» **Records from a data source**
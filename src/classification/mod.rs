//! 記事の真偽判定のための正規化・特徴量・分類モデル。
use std::fmt;

use serde::Serialize;

use crate::error::InferenceError;

pub mod features;
pub mod model;
pub mod stemmer;
pub mod stopwords;
pub mod tokenizer;

pub use features::{FeatureVector, TfidfVectorizer, Vectorizer};
pub use model::{Classifier, ClassifierModel};
pub use stemmer::{PorterStemmer, StemmerMode};
pub use tokenizer::{NormalizedText, TextNormalizer};

/// 分類器のラベル。学習時のクラス値は REAL = 0, FAKE = 1。
#[derive(Debug, Clone, Copy, PartialEq, Eq, Hash, Serialize)]
#[serde(rename_all = "UPPERCASE")]
pub enum NewsLabel {
    Real,
    Fake,
}

impl NewsLabel {
    /// 確率ベクトル上の位置 (= クラス値)。
    #[must_use]
    pub fn class_index(self) -> usize {
        match self {
            Self::Real => 0,
            Self::Fake => 1,
        }
    }

    #[must_use]
    pub fn as_str(self) -> &'static str {
        match self {
            Self::Real => "REAL",
            Self::Fake => "FAKE",
        }
    }
}

impl fmt::Display for NewsLabel {
    fn fmt(&self, f: &mut fmt::Formatter<'_>) -> fmt::Result {
        f.write_str(self.as_str())
    }
}

/// 判定結果。保存はしない。
#[derive(Debug, Clone, Copy, PartialEq, Serialize)]
pub struct Prediction {
    pub label: NewsLabel,
    pub confidence: f64,
}

impl Prediction {
    /// `The news is FAKE (Confidence: 87.34%)`
    #[must_use]
    pub fn message(&self) -> String {
        format!(
            "The news is {} (Confidence: {:.2}%)",
            self.label,
            self.confidence * 100.0
        )
    }
}

/// 予測ラベルに対応する確率を信頼度とする。
///
/// 最大確率ではなく、あくまでラベルの位置で引く。較正された二値分類器なら両者は一致するが、
/// 一致しないモデルでも出力を変えないためにこの規則を守る。
///
/// # Errors
/// 確率が NaN または `[0, 1]` の範囲外なら [`InferenceError::InvalidProbabilities`]。
pub fn resolve_confidence(
    label: NewsLabel,
    probabilities: [f64; 2],
) -> Result<Prediction, InferenceError> {
    if probabilities.iter().any(|p| !(0.0..=1.0).contains(p)) {
        return Err(InferenceError::InvalidProbabilities(probabilities));
    }
    Ok(Prediction {
        label,
        confidence: probabilities[label.class_index()],
    })
}

/// ベクトルを分類し、信頼度を解決する。
///
/// # Errors
/// 分類器の失敗、または不正な確率ベクトル。
pub fn classify(
    classifier: &dyn Classifier,
    features: &FeatureVector,
) -> Result<Prediction, InferenceError> {
    let label = classifier.predict(features)?;
    let probabilities = classifier.predict_proba(features)?;
    resolve_confidence(label, probabilities)
}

» **Exercise directions**
Output the records above exactly as written.

» **Response area**
filename src/classification/mod.rs
//! 記事の真偽判定のための正規化・特徴量・分類モデル。
use std::fmt;

use serde::Serialize;

use crate::error::InferenceError;

pub mod features;
pub mod model;
pub mod stemmer;
pub mod stopwords;
pub mod tokenizer;

pub use features::{FeatureVector, TfidfVectorizer, Vectorizer};
pub use model::{Classifier, ClassifierModel};
pub use stemmer::{PorterStemmer, StemmerMode};
pub use tokenizer::{NormalizedText, TextNormalizer};

/// 分類器のラベル。学習時のクラス値は REAL = 0, FAKE = 1。
#[derive(Debug, Clone, Copy, PartialEq, Eq, Hash, Serialize)]
#[serde(rename_all = "UPPERCASE")]
pub enum NewsLabel {
    Real,
    Fake,
}

impl NewsLabel {
    /// 確率ベクトル上の位置 (= クラス値)。
    #[must_use]
    pub fn class_index(self) -> usize {
        match self {
            Self::Real => 0,
            Self::Fake => 1,
        }
    }

    #[must_use]
    pub fn as_str(self) -> &'static str {
        match self {
            Self::Real => "REAL",
            Self::Fake => "FAKE",
        }
    }
}

impl fmt::Display for NewsLabel {
    fn fmt(&self, f: &mut fmt::Formatter<'_>) -> fmt::Result {
        f.write_str(self.as_str())
    }
}

/// 判定結果。保存はしない。
#[derive(Debug, Clone, Copy, PartialEq, Serialize)]
pub struct Prediction {
    pub label: NewsLabel,
    pub confidence: f64,
}

impl Prediction {
    /// `The news is FAKE (Confidence: 87.34%)`
    #[must_use]
    pub fn message(&self) -> String {
        format!(
            "The news is {} (Confidence: {:.2}%)",
            self.label,
            self.confidence * 100.0
        )
    }
}

/// 予測ラベルに対応する確率を信頼度とする。
///
/// 最大確率ではなく、あくまでラベルの位置で引く。較正された二値分類器なら両者は一致するが、
/// 一致しないモデルでも出力を変えないためにこの規則を守る。
///
/// # Errors
/// 確率が NaN または `[0, 1]` の範囲外なら [`InferenceError::InvalidProbabilities`]。
pub fn resolve_confidence(
    label: NewsLabel,
    probabilities: [f64; 2],
) -> Result<Prediction, InferenceError> {
    if probabilities.iter().any(|p| !(0.0..=1.0).contains(p)) {
        return Err(InferenceError::InvalidProbabilities(probabilities));
    }
    Ok(Prediction {
        label,
        confidence: probabilities[label.class_index()],
    })
}

/// ベクトルを分類し、信頼度を解決する。
///
/// # Errors
/// 分類器の失敗、または不正な確率ベクトル。
pub fn classify(
    classifier: &dyn Classifier,
    features: &FeatureVector,
) -> Result<Prediction, InferenceError> {
    let label = classifier.predict(features)?;
    let probabilities = classifier.predict_proba(features)?;
    resolve_confidence(label, probabilities)
}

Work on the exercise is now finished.